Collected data
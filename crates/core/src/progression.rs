use crate::model::Difficulty;

//
// ─── CONFIG ────────────────────────────────────────────────────────────────────
//

/// Tunable constants driving XP requirements and tier assignment.
///
/// Defaults mirror the shipped game: 30 nodes, 100 base XP, +25 XP of
/// requirement per node, 25 XP per correct answer.
#[derive(Debug, Clone, PartialEq, Eq)]
pub struct ProgressionConfig {
    node_count: usize,
    base_xp: u32,
    xp_increment_per_node: u32,
    xp_per_correct: u32,
}

impl Default for ProgressionConfig {
    fn default() -> Self {
        Self {
            node_count: 30,
            base_xp: 100,
            xp_increment_per_node: 25,
            xp_per_correct: 25,
        }
    }
}

impl ProgressionConfig {
    /// Creates a config with explicit constants. `node_count` must be > 0.
    #[must_use]
    pub fn new(node_count: usize, base_xp: u32, xp_increment_per_node: u32, xp_per_correct: u32) -> Self {
        Self {
            node_count,
            base_xp,
            xp_increment_per_node,
            xp_per_correct,
        }
    }

    #[must_use]
    pub fn node_count(&self) -> usize {
        self.node_count
    }

    #[must_use]
    pub fn xp_per_correct(&self) -> u32 {
        self.xp_per_correct
    }

    /// XP required to complete the node at `index`. Strictly increasing.
    #[must_use]
    pub fn required_xp(&self, index: usize) -> u32 {
        let step = u32::try_from(index).unwrap_or(u32::MAX);
        self.base_xp
            .saturating_add(step.saturating_mul(self.xp_increment_per_node))
    }

    /// Difficulty tier for the node at `index`.
    ///
    /// The node range is split into four bands of `ceil(node_count / 4)`
    /// nodes, the last band absorbing the remainder. For 30 nodes this
    /// yields the canonical boundaries at indices 8, 16 and 24.
    #[must_use]
    pub fn difficulty_for_node(&self, index: usize) -> Difficulty {
        let band = self.node_count.div_ceil(4).max(1);
        match index / band {
            0 => Difficulty::Easy,
            1 => Difficulty::Medium,
            2 => Difficulty::Hard,
            _ => Difficulty::Expert,
        }
    }
}

//
// ─── ANSWER OUTCOME ────────────────────────────────────────────────────────────
//

/// Result of crediting one correct answer to a node.
#[derive(Debug, Clone, Copy, PartialEq, Eq)]
pub struct AnswerOutcome {
    pub node_index: usize,
    pub xp: u32,
    pub required_xp: u32,
    pub completed: bool,
    /// True only on the transition that filled the XP bar.
    pub newly_completed: bool,
    /// Index of the node unlocked by this answer, if any.
    pub unlocked: Option<usize>,
}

AIM OF THE EXERCISE:
Restate each line of the records above without any deviation.

SOLUTION FOR THIS EXERCISE:
filename crates/core/src/progression.rs
use crate::model::Difficulty;

//
// ─── CONFIG ────────────────────────────────────────────────────────────────────
//

/// Tunable constants driving XP requirements and tier assignment.
///
/// Defaults mirror the shipped game: 30 nodes, 100 base XP, +25 XP of
/// requirement per node, 25 XP per correct answer.
#[derive(Debug, Clone, PartialEq, Eq)]
pub struct ProgressionConfig {
    node_count: usize,
    base_xp: u32,
    xp_increment_per_node: u32,
    xp_per_correct: u32,
}

impl Default for ProgressionConfig {
    fn default() -> Self {
        Self {
            node_count: 30,
            base_xp: 100,
            xp_increment_per_node: 25,
            xp_per_correct: 25,
        }
    }
}

impl ProgressionConfig {
    /// Creates a config with explicit constants. `node_count` must be > 0.
    #[must_use]
    pub fn new(node_count: usize, base_xp: u32, xp_increment_per_node: u32, xp_per_correct: u32) -> Self {
        Self {
            node_count,
            base_xp,
            xp_increment_per_node,
            xp_per_correct,
        }
    }

    #[must_use]
    pub fn node_count(&self) -> usize {
        self.node_count
    }

    #[must_use]
    pub fn xp_per_correct(&self) -> u32 {
        self.xp_per_correct
    }

    /// XP required to complete the node at `index`. Strictly increasing.
    #[must_use]
    pub fn required_xp(&self, index: usize) -> u32 {
        let step = u32::try_from(index).unwrap_or(u32::MAX);
        self.base_xp
            .saturating_add(step.saturating_mul(self.xp_increment_per_node))
    }

    /// Difficulty tier for the node at `index`.
    ///
    /// The node range is split into four bands of `ceil(node_count / 4)`
    /// nodes, the last band absorbing the remainder. For 30 nodes this
    /// yields the canonical boundaries at indices 8, 16 and 24.
    #[must_use]
    pub fn difficulty_for_node(&self, index: usize) -> Difficulty {
        let band = self.node_count.div_ceil(4).max(1);
        match index / band {
            0 => Difficulty::Easy,
            1 => Difficulty::Medium,
            2 => Difficulty::Hard,
            _ => Difficulty::Expert,
        }
    }
}

//
// ─── ANSWER OUTCOME ────────────────────────────────────────────────────────────
//

/// Result of crediting one correct answer to a node.
#[derive(Debug, Clone, Copy, PartialEq, Eq)]
pub struct AnswerOutcome {
    pub node_index: usize,
    pub xp: u32,
    pub required_xp: u32,
    pub completed: bool,
    /// True only on the transition that filled the XP bar.
    pub newly_completed: bool,
    /// Index of the node unlocked by this answer, if any.
    pub unlocked: Option<usize>,
}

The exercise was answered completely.